La victime revit en effet imaginairement, jour après jour, nuit après nuit, les actes passés, car l’imaginaire paralysé ne peut que répéter à l’identique la réalité inimaginable. La violence se répète inchangée dans sa tête, ce n’est pas le souvenir du passé mais une réminiscence obligée, présentification automatique, qui s’impose.
Avec un enfant, cet être en devenir permanent, comment peut s’opérer la constitution progressive de son identité si une expérience de néantisation l’envahit à jamais ? Comment, malgré tout, intégrer dans une constitution optimale de la personne ce qui a voulu l’annihiler et nier sa temporalité comme si son identité se résumait, dorénavant, à un rôle de victime née de cet événement, jouant comme un mythe refondateur de son existence arrêtée ? Comment faire le deuil de soi-même, mort au dynamisme de la vie, mort à l’estime de soi dénié, anéanti ? La conception infantile de la mort consiste avant tout à se figer dans l’immobilité, c’est ce que l’enfant a éventuellement vu d’animaux morts, c’est ce qu’il joue quand il la mime « pour de rire ».
Les pédophiles, les incestueux, les violeurs, l’ont fixé dans l’immobilité, le maintiennent dans une injure qui le cloue à jamais, dans une visée de destruction du vivant, de la fluidité de la vie. Le traumatisme est perpétuation de l’acte d’annihilation. Sa survenue a comme arrêté le temps, et l’esprit le reproduit en boucle de façon quasi hallucinatoire. Ce qui lui est arrivé est irreprésentable et il ne peut y effectuer le travail psychique habituel qui consiste à donner un mouvement interne imaginaire au réel trop offensant.
Rencontre avec le professionnel
Le traumatisme est là, toujours présent en chacun des interlocuteurs : l’intervenant dont il justifie la présence, l’enfant meurtri en déperdition depuis l’effraction symbolique et physique de son intégrité et, surtout, la perte de soi comme objet aimable et digne. Son besoin naturel de tendresse physique a été dévoyé et le traumatisme est encore plus terrible lorsque ceux qui sont en charge de protéger la personne sont les auteurs des violences, tout s’effondre alors quant aux possibilités d’avoir recours à un référent solide de « pare-excitation » (dont je rappellerai que c’est un concept proposé par Freud dès l’Esquisse d’une psychologie scientifique de 1895 [Freud S.], que l’on pourrait définir comme une protection contre les stimuli et l’excitation interne qui leur est associée) : parents, prêtres, enseignants, soignants, responsables d’associations,… qui trahissent leur rôle symbolique de façon criminelle ! Nous avons aussi eu connaissance de viols devant des parents réduits à l’impuissance ou, comble de l’horreur, de parents filmant, à des fins de revente, les viols de leurs enfants…

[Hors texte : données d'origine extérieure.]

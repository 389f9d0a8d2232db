/*!
# zbackup core engine

Incremental snapshot backups for a ZFS-style copy-on-write storage engine.

This crate drives the engine's command-line interface to:

- Take timestamped recursive snapshots of primary filesystems
- Mirror them into an archive pool with full and incremental send/receive
- Thin old snapshots on an hourly/daily/weekly schedule
- Compare a primary's mounted content against its archive mirror

## Architecture

Every engine call goes through the [`Executor`] capability. The real
[`ProcessExecutor`] spawns piped child processes; the [`DryRunExecutor`]
only records what would have run. A [`RunContext`] built once at the entry
point decides which executor handles mutations.

## Usage

```rust,no_run
use zbackup_core::{backup_targets, BackupConfig, RunContext, Zfs};

# async fn run() -> zbackup_core::Result<()> {
let ctx = RunContext::new(BackupConfig::default(), false, false);
let zfs = Zfs::new(&ctx);
let targets = vec!["tank/home".to_string()];
for outcome in backup_targets(&ctx, &zfs, &targets, "backup", true).await {
    println!("{}: {}", outcome.target, outcome.is_success());
}
# Ok(())
# }
```
*/

pub mod backup;
pub mod clock;
pub mod config;
pub mod diff;
pub mod error;
pub mod filesystem;
pub mod observability;
pub mod pipeline;
pub mod retention;
pub mod snapshot;
pub mod zfs;

#[cfg(test)]
mod testing;

pub use backup::{backup_targets, BackupReport, BackupTask, TargetOutcome, Transfer};
pub use clock::{Clock, FixedClock, SystemClock};
pub use config::{BackupConfig, RetentionConfig, RunContext};
pub use diff::{compare_trees, diff_target, DiffEntry, DiffKind, DiffOutcome};
pub use error::{BackupError, Result};
pub use filesystem::{validate_name, validate_targets, Filesystem};
pub use pipeline::{DryRunExecutor, Executor, Pipeline, ProcessExecutor, Stage, StderrPolicy};
pub use retention::{PurgeReport, RetentionPolicy};
pub use snapshot::{Generations, Snapshot, SnapshotList};
pub use zfs::Zfs;

/// Fail unless the process may mutate the storage engine
///
/// The engine only accepts snapshot, send/receive and destroy requests from
/// the superuser.
pub fn check_privileges() -> Result<()> {
    if nix::unistd::geteuid().is_root() {
        Ok(())
    } else {
        Err(BackupError::Privilege(
            "zbackup must run as root to modify filesystems; use --dry-run to preview".to_string(),
        ))
    }
}
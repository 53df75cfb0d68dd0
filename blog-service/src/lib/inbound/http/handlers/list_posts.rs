use axum::extract::State;

use super::ApiError;
use super::ApiSuccess;
use super::PageQuery;
use super::PostData;
use crate::domain::pagination::Pagination;
use crate::inbound::http::router::AppState;

#[utoipa::path(
    get,
    path = "/api/v1/posts",
    tag = "Posts",
    params(PageQuery),
    responses(
        (status = 200, description = "Successfully fetched posts, newest first", body = [PostData])
    )
)]
pub async fn list_posts(
    State(state): State<AppState>,
    query: PageQuery,
) -> Result<ApiSuccess<Vec<PostData>>, ApiError> {
    let pagination = Pagination::from(query);

    state
        .post_service
        .list_posts(&pagination)
        .await
        .map_err(ApiError::from)
        .map(|posts| {
            ApiSuccess::ok(
                "Successfully fetched posts",
                posts.iter().map(PostData::from).collect(),
            )
        })
}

Le défi pour l’enfant ne consiste pas à se (re)construire malgré cela, mais à se construire sur cela, grâce à une « assimilation » (au sens digestif du terme), à une métabolisation de la violence subie.
Que faire alors ?
Comment être thérapeutique à partir de ce meurtre symbolique opéré par le violeur, le maltraitant, l’incestueux, qui a entraîné un état de non-vie, immobilisation de l’existence dans la répétition du trauma qui n’est originel que de son évocation à jamais ?

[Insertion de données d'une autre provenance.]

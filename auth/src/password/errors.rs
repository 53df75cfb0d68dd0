use thiserror::Error;

/// Error type for password operations.
#[derive(Debug, Clone, Error)]
pub enum PasswordError {
    #[error("Invalid hashing cost: {0}")]
    InvalidCost(String),

    #[error("Password hashing failed: {0}")]
    HashingFailed(String),

    #[error("Password verification failed: {0}")]
    VerificationFailed(String),
}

La création comme processus de transformation
On dit couramment qu’il faut parler, parler pour libérer (d’où la prolifération des cellules d’aide d’urgence psychologique après un trauma grave collectif, qui est l’alibi pour les pouvoirs publics pour se déculpabiliser en n’examinant pas leur responsabilité dans l’« accident », mais cela est une autre histoire). J’en suis d’accord pour un premier temps, mais cela peut s’avérer insuffisant. Il ne s’agit pas de cesser de parler d’abord en direct des actes (en particulier à la police, mais je ne traiterai pas ici de cet aspect), mais de tenter de (se) créer ensuite sans consigne particulière.

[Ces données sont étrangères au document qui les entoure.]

use axum::extract::Path;
use axum::extract::State;
use axum::Extension;
use serde::Deserialize;
use utoipa::ToSchema;

use super::ApiError;
use super::ApiSuccess;
use super::JsonBody;
use super::PostData;
use crate::domain::post::models::PostBody;
use crate::domain::post::models::PostId;
use crate::domain::post::models::PostTitle;
use crate::domain::post::models::UpdatePostCommand;
use crate::inbound::http::middleware::AuthenticatedUser;
use crate::inbound::http::router::AppState;
use crate::inbound::http::validation::Violations;

/// Update title and/or body of one of the caller's posts.
#[utoipa::path(
    put,
    path = "/api/v1/posts/{post_id}",
    tag = "Posts",
    security(("bearer" = [])),
    params(("post_id" = i64, Path, description = "Post ID")),
    request_body = UpdatePostRequest,
    responses(
        (status = 200, description = "Successfully updated post", body = PostData),
        (status = 400, description = "Validation errors or malformed JWT"),
        (status = 401, description = "Invalid or expired JWT"),
        (status = 403, description = "Post belongs to another user"),
        (status = 404, description = "Post not found")
    )
)]
pub async fn update_post(
    State(state): State<AppState>,
    Extension(authenticated): Extension<AuthenticatedUser>,
    Path(post_id): Path<String>,
    JsonBody(body): JsonBody<UpdatePostRequest>,
) -> Result<ApiSuccess<PostData>, ApiError> {
    let post_id =
        PostId::from_string(&post_id).map_err(|e| ApiError::BadRequest(e.to_string()))?;

    state
        .post_service
        .update_post(&post_id, &authenticated.user.id, body.try_into_command()?)
        .await
        .map_err(ApiError::from)
        .map(|ref post| ApiSuccess::ok("Successfully updated post", post.into()))
}

/// HTTP request body for updating a post. Absent or empty fields are kept.
#[derive(Debug, Clone, Default, PartialEq, Eq, Deserialize, ToSchema)]
pub struct UpdatePostRequest {
    title: Option<String>,
    body: Option<String>,
}

impl UpdatePostRequest {
    fn try_into_command(self) -> Result<UpdatePostCommand, ApiError> {
        let mut violations = Violations::new();
        let mut rejected = false;

        let title = self.title.filter(|t| !t.is_empty()).and_then(|title| {
            let parsed = violations.check("title", &title, PostTitle::new(title.clone()));
            rejected |= parsed.is_none();
            parsed
        });

        let body = self.body.filter(|b| !b.is_empty()).and_then(|body| {
            let parsed = violations.check("body", &body, PostBody::new(body.clone()));
            rejected |= parsed.is_none();
            parsed
        });

        if rejected {
            return Err(violations.into());
        }

        Ok(UpdatePostCommand { title, body })
    }
}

Comment symboliser face à la circularité post-traumatique due, comme le dit le psychanalyste R. Roussillon, à l’impossibilité de se représenter l’objet. C’est « la transformation du rapport du sujet à la trace mnésique des expériences antérieures qui rend possible le passage de la présentation hallucinatoire à la représentation symbolique (Roussillon R., 2000) ». Pour cela, la psyché doit passer par un transfert dans des objets animés et inanimés pour « prendre forme ». Il en donne pour exemple le médium malléable que constitue la pâte à modeler, objet utilisé pour le jeu et jeu utilisé comme un objet de plaisir.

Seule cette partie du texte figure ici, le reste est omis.